Dec. 10, 2012
The last thirty years of American history have witnessed, at least rhetorically, a battle over the size of government. Yet that is not what the history books will say the next thirty years of American politics were about. With the frontiers of the state roughly fixed, the issues that will dominate American politics going forward will concern the complexity of government, rather than its sheer size.
The next decade of American politics will see greater attention placed on the substantial amount of government action that redistributes resources upward to the wealthy and the organized, to the disadvantage of the poorer and less organized. Connected to this, greater attention will be placed on the rickety, complicated and self-defeating complexity of public policy across multiple, seemingly unrelated areas of government activity.

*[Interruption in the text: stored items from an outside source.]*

//! Preference survey
//!
//! Ten fixed questions, each rated 1..=5 by importance. Answers are kept per
//! question id; the ranking view orders them by rating (highest first) and
//! keeps questionnaire order among equal ratings.

use hplan_common::{Error, Result};
use serde::Serialize;
use std::collections::BTreeMap;
use std::fmt;

/// One questionnaire entry
#[derive(Debug, Clone, Copy, PartialEq, Eq, Serialize)]
pub struct Question {
    pub id: u32,
    pub text: &'static str,
}

/// The questionnaire, in presentation order
pub const QUESTIONS: [Question; 10] = [
    Question {
        id: 1,
        text: "How important is it to you to have breakfast with sunshine at the window?",
    },
    Question {
        id: 2,
        text: "How important is a large, open living area to you?",
    },
    Question {
        id: 3,
        text: "How important is a separate study / home office to you?",
    },
    Question {
        id: 4,
        text: "How important is direct access to the terrace/garden from the living area?",
    },
    Question {
        id: 5,
        text: "How important is a modern, open kitchen to you?",
    },
    Question {
        id: 6,
        text: "How important is plenty of natural light in the rooms to you?",
    },
    Question {
        id: 7,
        text: "How important is privacy from the neighbours to you?",
    },
    Question {
        id: 8,
        text: "How important is a guest room to you?",
    },
    Question {
        id: 9,
        text: "How important is an energy-efficient construction to you?",
    },
    Question {
        id: 10,
        text: "How important is sufficient storage space to you?",
    },
];

/// Importance score, always within 1..=5
#[derive(Debug, Clone, Copy, PartialEq, Eq, PartialOrd, Ord, Hash, Serialize)]
#[serde(transparent)]
pub struct Rating(u8);

impl Rating {
    pub const MIN: u8 = 1;
    pub const MAX: u8 = 5;

    /// Validate a raw value; anything outside 1..=5 is rejected, never clamped
    pub fn new(value: u8) -> Result<Self> {
        if (Self::MIN..=Self::MAX).contains(&value) {
            Ok(Self(value))
        } else {
            Err(Error::InvalidInput(format!(
                "Rating must be between {} and {}, got {}",
                Self::MIN,
                Self::MAX,
                value
            )))
        }
    }

    pub fn value(self) -> u8 {
        self.0
    }

    /// Human-readable label
    pub fn label(self) -> &'static str {
        match self.0 {
            1 => "Unimportant",
            2 => "Slightly important",
            3 => "Neutral",
            4 => "Important",
            _ => "Very important",
        }
    }

    pub fn bucket(self) -> Bucket {
        Bucket::of(self)
    }

    /// All valid ratings, ascending
    pub fn all() -> impl Iterator<Item = Rating> {
        (Self::MIN..=Self::MAX).map(Rating)
    }
}

impl TryFrom<u8> for Rating {
    type Error = Error;

    fn try_from(value: u8) -> Result<Self> {
        Rating::new(value)
    }
}

impl fmt::Display for Rating {
    fn fmt(&self, f: &mut fmt::Formatter<'_>) -> fmt::Result {
        write!(f, "{} - {}", self.0, self.label())
    }
}

/// Coarse classification used for colouring the summary
#[derive(Debug, Clone, Copy, PartialEq, Eq, Serialize)]
#[serde(rename_all = "UPPERCASE")]
pub enum Bucket {
    /// Rating 4 or 5
    High,
    /// Rating 3
    Neutral,
    /// Rating 1 or 2
    Low,
}

impl Bucket {
    pub fn of(rating: Rating) -> Self {
        match rating.value() {
            v if v >= 4 => Bucket::High,
            3 => Bucket::Neutral,
            _ => Bucket::Low,
        }
    }
}

/// A recorded rating for one question
#[derive(Debug, Clone, Copy, PartialEq, Eq, Serialize)]
pub struct SurveyAnswer {
    pub question: Question,
    pub rating: Rating,
}

/// Questionnaire answers for one session
#[derive(Debug, Clone, Default, PartialEq, Eq)]
pub struct PreferenceSurvey {
    answers: BTreeMap<u32, SurveyAnswer>,
}

impl PreferenceSurvey {
    pub fn new() -> Self {
        Self::default()
    }

    /// The fixed questionnaire
    pub fn questions(&self) -> &'static [Question] {
        &QUESTIONS
    }

    /// Upsert the rating for `question_id`
    pub fn set_rating(&mut self, question_id: u32, rating: u8) -> Result<()> {
        let question = find_question(question_id)?;
        let rating = Rating::new(rating)?;
        self.answers
            .insert(question_id, SurveyAnswer { question, rating });
        Ok(())
    }

    pub fn answer(&self, question_id: u32) -> Option<&SurveyAnswer> {
        self.answers.get(&question_id)
    }

    pub fn answered_count(&self) -> usize {
        self.answers.len()
    }

    /// True once every question has an answer
    pub fn is_complete(&self) -> bool {
        QUESTIONS.iter().all(|q| self.answers.contains_key(&q.id))
    }

    /// Recorded answers, highest rating first; questionnaire order among equals
    pub fn ranked_answers(&self) -> Vec<SurveyAnswer> {
        let mut ranked: Vec<SurveyAnswer> = QUESTIONS
            .iter()
            .filter_map(|q| self.answers.get(&q.id).copied())
            .collect();
        // sort_by is stable
        ranked.sort_by(|a, b| b.rating.cmp(&a.rating));
        ranked
    }

    pub fn bucket(rating: Rating) -> Bucket {
        Bucket::of(rating)
    }

    pub fn clear(&mut self) {
        self.answers.clear();
    }
}

/// Look up a question by id
pub fn find_question(question_id: u32) -> Result<Question> {
    QUESTIONS
        .iter()
        .find(|q| q.id == question_id)
        .copied()
        .ok_or_else(|| Error::InvalidInput(format!("Unknown question id: {}", question_id)))
}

Conservatives over the last few years have increasingly claimed that America is, in Hayek’s terms, on the road to serfdom. This is ridiculous, for it ascribes vastly greater coherence to American government than we have ever achieved. If anything, we have arrived at a form of government with no ideological justification whatsoever.
You can’t solve a problem until you can name it. We have names for one axis of our politics — right vs. left, big versus small government. But voters and politicians have no name for what should be an equally important set of questions that cuts straight through those ideological divisions, which is complexity versus simplicity. The name, for a lack of a better alternative, is kludgeocracy.
The dictionary tells us that a kludge is “an ill-assorted collection of parts assembled to fulfill a particular purpose…a clumsy but temporarily effective solution to a particular fault or problem.” The term comes out of the world of computer programming, where a kludge is an inelegant patch put in place to be backward compatible with the rest of a system. When you add up enough kludges, you get a very complicated program, one that is hard to understand and subject to crashes. In other words, Windows.
“Clumsy but temporarily effective” also describes much of American public policy. For any particular problem we have arrived at the most gerry-rigged, opaque and complicated response. From the mind-numbing complexity of the health care system (which has only gotten more complicated, if also more just, after the passage of Obamacare), our Byzantine system of funding higher education, and our bewildering federal-state system of governing everything from the welfare state to environmental regulation, America has chosen more indirect and incoherent policy mechanisms than any comparable country.
The great agenda of the next four years of the Obama administration, and probably the nation’s next thirty, is coming to grips with kludgeocracy. But to understand how to treat our government’s ailment, we first need to understand what the side effects of complexity are, and why American government is so chronically sick in the first place.